§ Prompt:
Every line below that contains "trace" is to be copied.

§ Records for processing:
= Beginning of Section =
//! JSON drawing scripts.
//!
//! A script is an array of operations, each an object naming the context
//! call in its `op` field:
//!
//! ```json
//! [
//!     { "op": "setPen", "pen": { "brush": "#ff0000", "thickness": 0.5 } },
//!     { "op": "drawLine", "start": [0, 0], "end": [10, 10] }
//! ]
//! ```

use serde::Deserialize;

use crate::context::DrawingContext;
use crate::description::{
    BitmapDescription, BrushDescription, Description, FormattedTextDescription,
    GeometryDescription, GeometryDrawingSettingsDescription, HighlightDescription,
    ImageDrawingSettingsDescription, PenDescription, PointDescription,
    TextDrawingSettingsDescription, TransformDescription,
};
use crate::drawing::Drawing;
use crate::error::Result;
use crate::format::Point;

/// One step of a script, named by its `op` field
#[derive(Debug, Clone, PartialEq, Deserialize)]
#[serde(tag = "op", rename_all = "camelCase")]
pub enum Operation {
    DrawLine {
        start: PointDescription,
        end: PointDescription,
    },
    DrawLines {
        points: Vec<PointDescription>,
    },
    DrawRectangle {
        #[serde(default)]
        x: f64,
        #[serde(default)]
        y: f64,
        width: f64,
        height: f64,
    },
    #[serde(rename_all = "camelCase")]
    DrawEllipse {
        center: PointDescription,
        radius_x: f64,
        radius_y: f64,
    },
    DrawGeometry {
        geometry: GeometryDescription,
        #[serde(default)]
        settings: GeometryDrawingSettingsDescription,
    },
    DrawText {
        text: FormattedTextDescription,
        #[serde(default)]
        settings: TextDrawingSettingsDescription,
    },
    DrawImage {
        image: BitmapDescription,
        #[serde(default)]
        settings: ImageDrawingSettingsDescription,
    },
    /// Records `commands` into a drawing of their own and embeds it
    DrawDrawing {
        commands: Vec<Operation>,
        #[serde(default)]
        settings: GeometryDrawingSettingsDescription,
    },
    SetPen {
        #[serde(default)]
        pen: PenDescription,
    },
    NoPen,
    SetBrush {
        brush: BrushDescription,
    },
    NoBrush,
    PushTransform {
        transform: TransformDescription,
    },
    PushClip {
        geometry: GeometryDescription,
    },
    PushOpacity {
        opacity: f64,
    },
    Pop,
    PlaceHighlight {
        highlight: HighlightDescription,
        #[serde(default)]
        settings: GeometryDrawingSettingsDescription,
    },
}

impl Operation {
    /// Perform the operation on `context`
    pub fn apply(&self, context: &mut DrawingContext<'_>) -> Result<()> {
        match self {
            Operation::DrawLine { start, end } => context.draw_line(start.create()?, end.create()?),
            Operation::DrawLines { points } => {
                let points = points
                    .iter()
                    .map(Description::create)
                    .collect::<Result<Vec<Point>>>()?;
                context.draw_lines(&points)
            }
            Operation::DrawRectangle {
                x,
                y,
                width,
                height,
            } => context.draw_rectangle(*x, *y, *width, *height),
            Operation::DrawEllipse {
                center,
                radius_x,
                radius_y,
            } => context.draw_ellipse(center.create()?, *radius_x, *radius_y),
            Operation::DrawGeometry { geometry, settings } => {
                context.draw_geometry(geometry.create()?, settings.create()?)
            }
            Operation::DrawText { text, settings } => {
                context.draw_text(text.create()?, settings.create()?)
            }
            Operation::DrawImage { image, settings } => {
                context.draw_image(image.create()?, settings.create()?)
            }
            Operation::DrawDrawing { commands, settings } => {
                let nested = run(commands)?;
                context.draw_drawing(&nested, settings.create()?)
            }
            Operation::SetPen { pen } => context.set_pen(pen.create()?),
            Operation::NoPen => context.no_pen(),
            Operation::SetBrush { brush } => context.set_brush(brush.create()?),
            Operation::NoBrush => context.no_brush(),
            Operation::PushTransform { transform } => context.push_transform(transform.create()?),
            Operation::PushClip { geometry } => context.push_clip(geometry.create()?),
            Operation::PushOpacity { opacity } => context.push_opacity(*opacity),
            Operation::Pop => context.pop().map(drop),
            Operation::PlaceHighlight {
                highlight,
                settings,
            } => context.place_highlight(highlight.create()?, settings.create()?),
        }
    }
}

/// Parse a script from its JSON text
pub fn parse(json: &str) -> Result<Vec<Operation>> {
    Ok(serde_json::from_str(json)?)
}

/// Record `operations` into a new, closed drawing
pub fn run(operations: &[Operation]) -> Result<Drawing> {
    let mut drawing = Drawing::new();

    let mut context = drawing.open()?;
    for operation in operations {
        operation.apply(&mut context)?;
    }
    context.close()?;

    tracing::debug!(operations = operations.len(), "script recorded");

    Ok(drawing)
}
= End of Section =
= Beginning of Section =
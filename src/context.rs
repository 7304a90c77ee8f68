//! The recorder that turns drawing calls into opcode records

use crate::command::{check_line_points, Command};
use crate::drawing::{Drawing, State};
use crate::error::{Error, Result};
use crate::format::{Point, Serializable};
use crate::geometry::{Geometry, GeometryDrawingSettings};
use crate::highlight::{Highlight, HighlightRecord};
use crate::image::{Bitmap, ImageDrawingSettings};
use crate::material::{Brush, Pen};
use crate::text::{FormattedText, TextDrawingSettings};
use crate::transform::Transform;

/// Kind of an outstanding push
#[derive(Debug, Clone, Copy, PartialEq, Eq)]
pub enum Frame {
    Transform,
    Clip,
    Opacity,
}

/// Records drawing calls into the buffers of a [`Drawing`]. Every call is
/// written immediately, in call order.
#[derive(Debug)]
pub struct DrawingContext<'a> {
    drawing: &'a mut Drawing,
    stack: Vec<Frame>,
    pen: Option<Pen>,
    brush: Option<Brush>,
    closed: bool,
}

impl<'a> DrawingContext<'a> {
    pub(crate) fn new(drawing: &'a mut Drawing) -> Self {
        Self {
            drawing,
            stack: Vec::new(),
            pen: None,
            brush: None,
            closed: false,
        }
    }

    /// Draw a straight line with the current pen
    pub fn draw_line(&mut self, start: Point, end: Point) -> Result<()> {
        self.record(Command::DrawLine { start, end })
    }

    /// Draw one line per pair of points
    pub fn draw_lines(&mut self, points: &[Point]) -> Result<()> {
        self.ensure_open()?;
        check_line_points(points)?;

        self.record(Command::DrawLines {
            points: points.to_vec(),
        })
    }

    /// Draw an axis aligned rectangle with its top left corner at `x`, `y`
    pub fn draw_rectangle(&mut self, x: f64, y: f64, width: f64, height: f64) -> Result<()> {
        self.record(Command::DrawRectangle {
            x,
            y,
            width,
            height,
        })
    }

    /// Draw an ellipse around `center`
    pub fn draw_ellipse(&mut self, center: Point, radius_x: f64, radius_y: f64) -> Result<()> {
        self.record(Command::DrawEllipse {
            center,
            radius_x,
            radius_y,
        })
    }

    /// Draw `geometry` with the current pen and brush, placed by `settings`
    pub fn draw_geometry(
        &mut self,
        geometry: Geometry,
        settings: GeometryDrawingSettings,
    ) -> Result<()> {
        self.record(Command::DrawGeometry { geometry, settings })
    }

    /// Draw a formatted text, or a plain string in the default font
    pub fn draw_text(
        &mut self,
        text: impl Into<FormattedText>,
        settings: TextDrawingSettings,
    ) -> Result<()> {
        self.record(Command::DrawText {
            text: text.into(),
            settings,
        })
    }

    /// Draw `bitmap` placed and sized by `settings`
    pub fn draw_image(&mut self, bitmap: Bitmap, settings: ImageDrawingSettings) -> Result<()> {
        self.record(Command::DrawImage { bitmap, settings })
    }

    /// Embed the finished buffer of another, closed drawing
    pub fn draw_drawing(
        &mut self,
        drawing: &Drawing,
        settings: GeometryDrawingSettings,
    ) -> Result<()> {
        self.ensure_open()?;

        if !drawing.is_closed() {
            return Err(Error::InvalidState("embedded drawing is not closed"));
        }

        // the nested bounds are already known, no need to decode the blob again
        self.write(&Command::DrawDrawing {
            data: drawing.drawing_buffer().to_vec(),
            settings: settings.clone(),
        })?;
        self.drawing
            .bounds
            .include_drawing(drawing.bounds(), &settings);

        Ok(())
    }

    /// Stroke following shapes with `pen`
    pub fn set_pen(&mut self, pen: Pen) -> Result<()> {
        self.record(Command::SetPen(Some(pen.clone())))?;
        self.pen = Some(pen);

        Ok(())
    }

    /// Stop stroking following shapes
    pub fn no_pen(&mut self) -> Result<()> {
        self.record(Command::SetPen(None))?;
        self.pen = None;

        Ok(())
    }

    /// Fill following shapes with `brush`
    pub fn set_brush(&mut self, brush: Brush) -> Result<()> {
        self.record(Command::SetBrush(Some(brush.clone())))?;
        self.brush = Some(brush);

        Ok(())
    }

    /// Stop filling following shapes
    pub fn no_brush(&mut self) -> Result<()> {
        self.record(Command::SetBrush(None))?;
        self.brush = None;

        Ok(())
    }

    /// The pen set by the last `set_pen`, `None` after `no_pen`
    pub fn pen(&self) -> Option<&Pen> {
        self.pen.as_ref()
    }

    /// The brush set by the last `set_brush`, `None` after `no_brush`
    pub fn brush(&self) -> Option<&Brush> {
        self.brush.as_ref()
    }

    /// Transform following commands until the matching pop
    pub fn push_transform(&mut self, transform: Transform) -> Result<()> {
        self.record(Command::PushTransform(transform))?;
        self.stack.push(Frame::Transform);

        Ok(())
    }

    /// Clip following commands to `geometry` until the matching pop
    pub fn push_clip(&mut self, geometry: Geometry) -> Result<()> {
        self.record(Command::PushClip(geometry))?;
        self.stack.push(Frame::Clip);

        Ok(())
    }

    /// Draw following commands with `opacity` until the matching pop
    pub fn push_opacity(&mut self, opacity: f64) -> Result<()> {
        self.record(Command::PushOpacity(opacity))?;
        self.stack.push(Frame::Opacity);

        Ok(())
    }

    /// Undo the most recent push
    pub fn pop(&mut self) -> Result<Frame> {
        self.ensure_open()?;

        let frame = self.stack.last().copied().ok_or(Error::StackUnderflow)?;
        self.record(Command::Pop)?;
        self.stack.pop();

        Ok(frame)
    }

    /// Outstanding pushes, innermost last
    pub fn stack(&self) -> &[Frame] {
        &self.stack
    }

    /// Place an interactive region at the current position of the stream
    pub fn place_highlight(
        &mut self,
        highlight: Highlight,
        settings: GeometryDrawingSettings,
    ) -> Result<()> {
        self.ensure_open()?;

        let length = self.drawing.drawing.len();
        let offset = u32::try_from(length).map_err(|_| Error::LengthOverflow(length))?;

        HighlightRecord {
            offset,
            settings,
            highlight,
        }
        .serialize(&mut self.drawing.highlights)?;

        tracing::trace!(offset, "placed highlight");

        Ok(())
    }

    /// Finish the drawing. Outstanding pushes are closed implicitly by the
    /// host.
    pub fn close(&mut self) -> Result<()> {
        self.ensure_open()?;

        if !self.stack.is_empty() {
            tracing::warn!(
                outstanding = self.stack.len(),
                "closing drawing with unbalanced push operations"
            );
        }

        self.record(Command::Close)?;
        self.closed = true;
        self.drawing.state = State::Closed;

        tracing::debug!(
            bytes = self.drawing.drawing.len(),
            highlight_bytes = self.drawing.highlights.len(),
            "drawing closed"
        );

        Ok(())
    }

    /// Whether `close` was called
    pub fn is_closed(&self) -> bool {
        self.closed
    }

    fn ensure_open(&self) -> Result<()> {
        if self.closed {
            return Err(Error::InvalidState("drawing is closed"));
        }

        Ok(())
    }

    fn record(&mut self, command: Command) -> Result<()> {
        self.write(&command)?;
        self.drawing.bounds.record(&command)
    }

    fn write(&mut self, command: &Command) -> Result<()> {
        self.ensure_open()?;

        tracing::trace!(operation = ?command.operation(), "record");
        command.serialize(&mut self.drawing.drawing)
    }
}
= End of Section =
§ Solution to this task:
        tracing::trace!(offset, "placed highlight");
        tracing::trace!(operation = ?command.operation(), "record");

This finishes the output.